For the past few days, I've been giggling like a schoolgirl, I just cannot forget the biggest change of my history. I cant stop thinking of him, my work went haywire, I cant focus on anything else at all. My heart feels so light, I wish to spend every waking moment with him. Every dream I have is of him, every smile I smile is also because of him.

Just last night, it was a dream of gigantic koi fishes and deep ponds.

I am rather surprised at myself. This is the first time I sincerely love someone, not for his wealth, not for his looks, I dont even care abt who he had been in the past.
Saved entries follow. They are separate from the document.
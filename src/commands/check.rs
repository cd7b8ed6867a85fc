use std::path::Path;
use std::sync::Arc;

use indicatif::{ProgressBar, ProgressStyle};

use crate::api::storefront::StorefrontClient;
use crate::configuration::Configuration;
use crate::display::Display;
use crate::errors::{EnvironmentError, PricerError};
use crate::fetcher::Fetcher;
use crate::input;
use crate::logging::{self, ConsoleDiagnostics, Verbosity};
use crate::model::prices::Locale;
use crate::report::PriceAggregator;

pub async fn check(
    file: &Path,
    cfg: &impl Configuration,
    show_progress: bool,
) -> Result<(), PricerError> {
    let identifiers = input::read_identifiers(file).await?;
    if identifiers.is_empty() {
        logging::warning!("No AppID found in {}", file.to_display());
    }

    let locale = Locale::new(
        &cfg.region().map_err(|source| EnvironmentError::ConfigurationOptionLoading {
            option_name: "region".to_string(),
            source,
        })?,
        &cfg.language()
            .map_err(|source| EnvironmentError::ConfigurationOptionLoading {
                option_name: "language".to_string(),
                source,
            })?,
    );
    let base_url = cfg
        .base_api_url()
        .map_err(|source| EnvironmentError::ConfigurationOptionLoading {
            option_name: "base_api_url".to_string(),
            source,
        })?;
    logging::info!(
        "Checking {} identifier(s) on {} (region: {}, language: {})",
        identifiers.len(),
        base_url,
        locale.region,
        locale.language
    );

    let client = StorefrontClient::new(&base_url)
        .map_err(|source| EnvironmentError::StorefrontInitialization { source })?;
    let diagnostics = Arc::new(ConsoleDiagnostics);
    let fetcher = Fetcher::new(Arc::new(client), diagnostics.clone());
    let mut aggregator = PriceAggregator::new(Arc::new(fetcher), locale, diagnostics);
    if show_progress && logging::get_verbosity() == Verbosity::Normal {
        aggregator = aggregator.with_progress(progress_bar());
    }

    let summary = aggregator.summarize(&identifiers).await;
    logging::stdoutln(summary)?;
    Ok(())
}

fn progress_bar() -> ProgressBar {
    let progress_bar = ProgressBar::new(0);
    if let Ok(style) = ProgressStyle::default_bar()
        .template("[{elapsed_precise}] {bar:40.cyan/blue} {pos}/{len} {msg}")
    {
        progress_bar.set_style(style.progress_chars("=>-"));
    }
    progress_bar
}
Previously I was weak, I depended on looks, I depended on financial status (but sadly my exs had no money all the time), I thought those could secure my future. I was so wrong. Those guys were immatured. My darling Zizy is far more different than any other men of our time that I have seen.

Well difference is that while other guys are still wanting to FUCK around, they dont realise how much time they have wasted. And how much lives they have destroyed. As well as not planning for times to come when they're older. And Iszy's not like that. His maturity really really stole my heart. I've been wanting someone who knows what I need, not what I want. I dont know how I dont know why... the transition since his confession seemed kinda beautiful to me... I really like what we have now...

And there were so many things that I didnt know abt him too. Never mind, as long as he loves me, I'm more than happy. I NEVER EXPECTED him to be sooooo romantic, his poems were captivating!! I mean, look at us BEFORE. He was so rude to me, calling me names, making me upset.... Yet I still stayed on, why though? Was it because of the premonition in me, that told me someday I WILL end up with him? Or was it in my subconscious that I already loved him? Kissing his cheek the other time seems abnormally normal. I was, once again, surprised by myself.

But thinking back, do all of these questions matter anymore? My only desire is that he will love me to the very end, as how I love him from now till forever. I just dont want to let him go, or have him to leave me.

And I agree with Mama, he IS, by far, the BEST.